Date of Report (Date of earliest event reported): February 1, 2011 (January 31, 2011)

CORPORATE RESOURCE SERVICES, INC.
(Exact name of registrant as specified in its charter)

Delaware
 
000-30734
 
80-0551965
(State or other jurisdiction
of incorporation)
 
(Commission
File Number)
 
(IRS Employer
Identification No.)

160 Broadway, 11th Floor, New York, NY
 
10038
(Address of principal executive offices)
 
(Zip Code)

Registrant’s telephone number, including area code: 
 (646) 443-2380

 
(Former name or former address, if changed since last report)
 
Check the appropriate box below if the Form 8-K filing is intended to simultaneously satisfy the filing obligation of the registrant under any of the following provisions:
 
 ¨ Written communications pursuant to Rule 425 under the Securities Act (17 CFR 230.425)
 
 ¨ Soliciting material pursuant to Rule 14a-12 under the Exchange Act (17 CFR 240.14a-12)
 
 ¨ Pre-commencement communications pursuant to Rule 14d-2(b) under the Exchange Act (17 CFR 240.14d-2(b))
 
 ¨ Pre-commencement communications pursuant to Rule 13e-4(c) under the Exchange Act (17 CFR 240.13e-4(c))

 

 
 
 
On January 31, 2011, Diamond Staffing Services, Inc. (“DSS”), a wholly-owned subsidiary of Corporate Resource Services, Inc. (the “Company”) entered into an account purchase agreement (“Account Purchase Agreement”) with Wells Fargo Bank, National Association (“Wells Fargo”) in order to provide financing to DSS.  Under the terms of the Account Purchase Agreement, DSS will sell its trade receivables to Wells Fargo, with the maximum amount of trade receivables that may be sold at any one time being $18,000,000.  For each trade receivable sold to Wells Fargo, it will advance 90% of the purchased receivables’ value upon sale, with the remainder, less certain offsets, to be credited upon the receivables final collection to an account established for the satisfaction of fees, charges or other obligations owed by DSS under the Account Purchase Agreement.  Interest on the aggregate amount of purchased receivables shall be charged at prime rate plus 2.50%.
 
The risk DSS bears from bad debt losses on trade receivables sold is retained by DSS, and receivables sold which become greater than 90 days old can be charged back to DSS by Wells Fargo.  Additionally, Wells Fargo has the right to require DSS to repurchase its receivables from time to time in Wells Fargo’s sole discretion.  In connection with the entry into the Account Purchase Agreement, DSS granted a security interest to Wells Fargo in substantially all of DSS’ assets.
 
The New Account Purchase Agreement is for a term commencing on January 31, 2011 through August 27, 2013, and thereafter for subsequent 24 month periods unless Wells Fargo or DSS notifies the other party in writing at least sixty days in advance of the renewal term.  The Account Purchase Agreement may also be terminated earlier by DSS upon 30 days prior notice to Wells Fargo, or by Wells Fargo upon the occurrence of certain events of termination.  Upon the occurrence of an event of termination, Wells Fargo may, among other things, accelerate all indebtedness of DSS owed to Wells Fargo, require DSS to repurchase any and all receivables purchased by Wells Fargo, or take possession and sell any of the collateral that Wells Fargo has a security interest in.
 
In connection with its entry into the Account Purchase Agreement, DSS executed a Continuing Guaranty in favor of Wells Fargo.  The Continuing Guaranty provides that DSS guarantees the current and future obligations of the direct or indirect subsidiaries of the Company to Wells Fargo.  Accountabilities, Inc., Insurance Overload Services, Inc. and Corporate Resource Development, each a wholly-owned subsidiary of the Company, are also parties to account purchase agreements with Wells Fargo and receive financing pursuant to such agreements.

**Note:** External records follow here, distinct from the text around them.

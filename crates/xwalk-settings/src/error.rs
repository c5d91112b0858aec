use thiserror::Error;

#[derive(Debug, Error)]
pub enum Error {
    #[error("Invalid setting `{field}`: {reason}")]
    InvalidSetting { field: &'static str, reason: String },

    #[error("Unknown runtime switch: {0}")]
    UnknownSwitch(String),

    #[error("Serialization error: {0}")]
    Serialization(#[from] serde_json::Error),
}

pub type Result<T> = std::result::Result<T, Error>;
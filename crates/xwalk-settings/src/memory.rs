//! A host settings object living in the same process as the engine.

use std::cell::RefCell;
use std::rc::{Rc, Weak};

use crate::host::{clip_font_size, HostSettings, LayoutAlgorithm, SettingsValues};
use crate::{Result, SettingsBridge};

/// Which part of the engine state a setter invalidates.
#[derive(Debug, Clone, Copy)]
enum Resync {
    WebkitPreferences,
    UserAgent,
    InitialPageScale,
    FormData,
    AcceptLanguages,
    Everything,
}

/// Settings held in memory, re-synced to the attached bridge on every change.
///
/// Setters update the stored values, release the borrow, and then call the
/// matching `*_locked` bridge operation, so the bridge always reads the new
/// values.
#[derive(Debug, Default)]
pub struct InMemorySettings {
    values: RefCell<SettingsValues>,
    bridge: RefCell<Option<Weak<SettingsBridge>>>,
}

impl InMemorySettings {
    #[must_use]
    pub fn new(values: SettingsValues) -> Self {
        Self {
            values: RefCell::new(values),
            bridge: RefCell::new(None),
        }
    }

    /// Load and validate settings from a JSON document.
    ///
    /// Missing fields take their default values.
    ///
    /// # Errors
    /// Returns an error if the document is malformed or a value is out of range.
    pub fn from_json(json: &str) -> Result<Self> {
        let values: SettingsValues = serde_json::from_str(json)?;
        values.validate()?;
        Ok(Self::new(values))
    }

    /// Serialize the current values to JSON.
    ///
    /// # Errors
    /// Returns an error if serialization fails.
    pub fn to_json(&self) -> Result<String> {
        Ok(serde_json::to_string_pretty(&*self.values.borrow())?)
    }

    /// Route future changes to `bridge`.
    pub fn attach_bridge(&self, bridge: &Rc<SettingsBridge>) {
        *self.bridge.borrow_mut() = Some(Rc::downgrade(bridge));
    }

    #[must_use]
    pub fn has_bridge(&self) -> bool {
        self.bridge
            .borrow()
            .as_ref()
            .is_some_and(|bridge| bridge.strong_count() > 0)
    }

    /// Replace every value at once.
    ///
    /// # Errors
    /// Returns an error, leaving the current values in place, if `values`
    /// fails validation.
    pub fn set_values(&self, values: SettingsValues) -> Result<()> {
        values.validate()?;
        self.update(Resync::Everything, |current| *current = values);
        Ok(())
    }

    pub fn set_javascript_enabled(&self, enabled: bool) {
        self.update(Resync::WebkitPreferences, |v| v.javascript_enabled = enabled);
    }

    pub fn set_images_enabled(&self, enabled: bool) {
        self.update(Resync::WebkitPreferences, |v| v.images_enabled = enabled);
    }

    pub fn set_loads_images_automatically(&self, enabled: bool) {
        self.update(Resync::WebkitPreferences, |v| v.loads_images_automatically = enabled);
    }

    pub fn set_dom_storage_enabled(&self, enabled: bool) {
        self.update(Resync::WebkitPreferences, |v| v.dom_storage_enabled = enabled);
    }

    pub fn set_database_enabled(&self, enabled: bool) {
        self.update(Resync::WebkitPreferences, |v| v.database_enabled = enabled);
    }

    pub fn set_use_wide_viewport(&self, enabled: bool) {
        self.update(Resync::WebkitPreferences, |v| v.use_wide_viewport = enabled);
    }

    pub fn set_quirks_mode_enabled(&self, enabled: bool) {
        self.update(Resync::WebkitPreferences, |v| v.quirks_mode_enabled = enabled);
    }

    pub fn set_layout_algorithm(&self, layout: LayoutAlgorithm) {
        self.update(Resync::WebkitPreferences, |v| v.layout_algorithm = layout);
    }

    /// Set the text size as a percentage of the default. Non-positive values
    /// are ignored.
    pub fn set_text_zoom(&self, percent: i32) {
        if percent <= 0 {
            tracing::warn!("Ignoring non-positive text zoom {}", percent);
            return;
        }
        self.update(Resync::WebkitPreferences, |v| v.text_size_percent = percent);
    }

    pub fn set_default_font_size(&self, size: i32) {
        let size = clip_font_size(size);
        self.update(Resync::WebkitPreferences, |v| v.default_font_size = size);
    }

    pub fn set_default_fixed_font_size(&self, size: i32) {
        let size = clip_font_size(size);
        self.update(Resync::WebkitPreferences, |v| v.default_fixed_font_size = size);
    }

    /// Override the user agent, or pass `None` (or an empty string) to restore
    /// the default.
    pub fn set_user_agent_string(&self, user_agent: Option<String>) {
        let user_agent = user_agent.filter(|ua| !ua.is_empty());
        self.update(Resync::UserAgent, |v| v.user_agent = user_agent);
    }

    /// Set the initial page scale percentage, or 0 for no override. Negative
    /// and non-finite values are ignored.
    pub fn set_initial_page_scale(&self, percent: f32) {
        if percent < 0.0 || !percent.is_finite() {
            tracing::warn!("Ignoring invalid initial page scale {}", percent);
            return;
        }
        self.update(Resync::InitialPageScale, |v| v.initial_page_scale_percent = percent);
    }

    pub fn set_save_form_data(&self, enabled: bool) {
        self.update(Resync::FormData, |v| v.save_form_data = enabled);
    }

    pub fn set_accept_languages(&self, languages: impl Into<String>) {
        let languages = languages.into();
        self.update(Resync::AcceptLanguages, |v| v.accept_languages = languages);
    }

    fn update<F>(&self, sync: Resync, apply: F)
    where
        F: FnOnce(&mut SettingsValues),
    {
        apply(&mut *self.values.borrow_mut());

        let bridge = self.bridge.borrow().as_ref().and_then(Weak::upgrade);
        let Some(bridge) = bridge else {
            return;
        };
        tracing::trace!("Syncing {:?} to {}", sync, bridge.session_id());
        match sync {
            Resync::WebkitPreferences => bridge.update_webkit_preferences_locked(),
            Resync::UserAgent => bridge.update_user_agent_locked(),
            Resync::InitialPageScale => bridge.update_initial_page_scale_locked(),
            Resync::FormData => bridge.update_form_data_preferences_locked(),
            Resync::AcceptLanguages => bridge.update_accept_languages_locked(),
            Resync::Everything => bridge.update_everything(),
        }
    }
}

impl HostSettings for InMemorySettings {
    fn values(&self) -> SettingsValues {
        self.values.borrow().clone()
    }

    fn on_bridge_gone(&self, bridge: &SettingsBridge) {
        let mut attached = self.bridge.borrow_mut();
        // Keep a newer bridge that replaced the one going away.
        let stale = attached.as_ref().is_some_and(|current| {
            current.strong_count() == 0 || std::ptr::eq(current.as_ptr(), bridge)
        });
        if stale {
            tracing::debug!("Settings bridge for {} detached from host settings", bridge.session_id());
            *attached = None;
        }
    }
}
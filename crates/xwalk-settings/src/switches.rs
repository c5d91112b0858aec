//! Process-wide runtime switches that feed into preference population.

use crate::{Error, Result};

pub const ALLOW_RUNNING_INSECURE_CONTENT: &str = "allow-running-insecure-content";
pub const NO_DISPLAYING_INSECURE_CONTENT: &str = "no-displaying-insecure-content";

/// Switches normally read from the runtime's command line.
#[derive(Debug, Clone, Copy, Default, PartialEq, Eq)]
pub struct RuntimeSwitches {
    pub allow_running_insecure_content: bool,
    pub no_displaying_insecure_content: bool,
}

impl RuntimeSwitches {
    #[must_use]
    pub fn new() -> Self {
        Self::default()
    }

    #[must_use]
    pub fn with_allow_running_insecure_content(mut self, enabled: bool) -> Self {
        self.allow_running_insecure_content = enabled;
        self
    }

    #[must_use]
    pub fn with_no_displaying_insecure_content(mut self, enabled: bool) -> Self {
        self.no_displaying_insecure_content = enabled;
        self
    }

    /// Parse switches from command line arguments, skipping anything unrecognised.
    pub fn from_args<I, S>(args: I) -> Self
    where
        I: IntoIterator<Item = S>,
        S: AsRef<str>,
    {
        let mut switches = Self::new();
        for arg in args {
            if !switches.apply(arg.as_ref()) {
                tracing::trace!("Ignoring argument {:?}", arg.as_ref());
            }
        }
        switches
    }

    /// Parse switches, rejecting any `--` switch this runtime does not know.
    ///
    /// Positional arguments are still skipped.
    ///
    /// # Errors
    /// Returns [`Error::UnknownSwitch`] for the first unrecognised switch.
    pub fn from_args_strict<I, S>(args: I) -> Result<Self>
    where
        I: IntoIterator<Item = S>,
        S: AsRef<str>,
    {
        let mut switches = Self::new();
        for arg in args {
            let arg = arg.as_ref();
            if !switches.apply(arg) && arg.starts_with("--") {
                return Err(Error::UnknownSwitch(arg.to_string()));
            }
        }
        Ok(switches)
    }

    fn apply(&mut self, arg: &str) -> bool {
        let Some(name) = arg.strip_prefix("--") else {
            return false;
        };
        // Chromium-style switches may carry a value; only the name matters here.
        let name = name.split_once('=').map_or(name, |(name, _)| name);
        match name {
            ALLOW_RUNNING_INSECURE_CONTENT => self.allow_running_insecure_content = true,
            NO_DISPLAYING_INSECURE_CONTENT => self.no_displaying_insecure_content = true,
            _ => return false,
        }
        true
    }
}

Integrated Consulting Group, Inc., another subsidiary of the Company, which conducts business as Impact Staffing, is not a party to an account purchase agreement with Wells Fargo, and therefore does not have any obligations that are guaranteed under the Continuing Guaranty.  The Company, Insurance Overload Services, Inc., Robert Cassera, a director of the Company and the beneficial owner of approximately 84% of the Company’s outstanding shares of common stock (which includes the shares issued to Mr. Cassera’s affiliate as part of the Acquisition (as defined below), and Tri-State Employment Services, Inc., an entity wholly-owned by Mr. Cassera, also previously executed a Continuing Guaranty in favor of Wells Fargo.
 
Item 2.01. 
Completion of Acquisition or Disposition of Assets.
 
On January 31, 2011 (the “Closing Date”), the Company completed its acquisition (the “Acquisition”) of Tri-Diamond Staffing, Inc. (“Tri-Diamond”) pursuant to an Agreement and Plan of Merger among the Company, DSS, Tri-Diamond, TS Staffing Corp., the former sole owner of all of the outstanding shares of Tri-Diamond (“TS Staffing”), and Diamond Staffing, Inc., a wholly-owned subsidiary of Tri-Diamond (“Diamond Staffing”).  As part of the consummation of the Acquisition, Tri-Diamond was merged with and into DSS, with DSS as the surviving entity.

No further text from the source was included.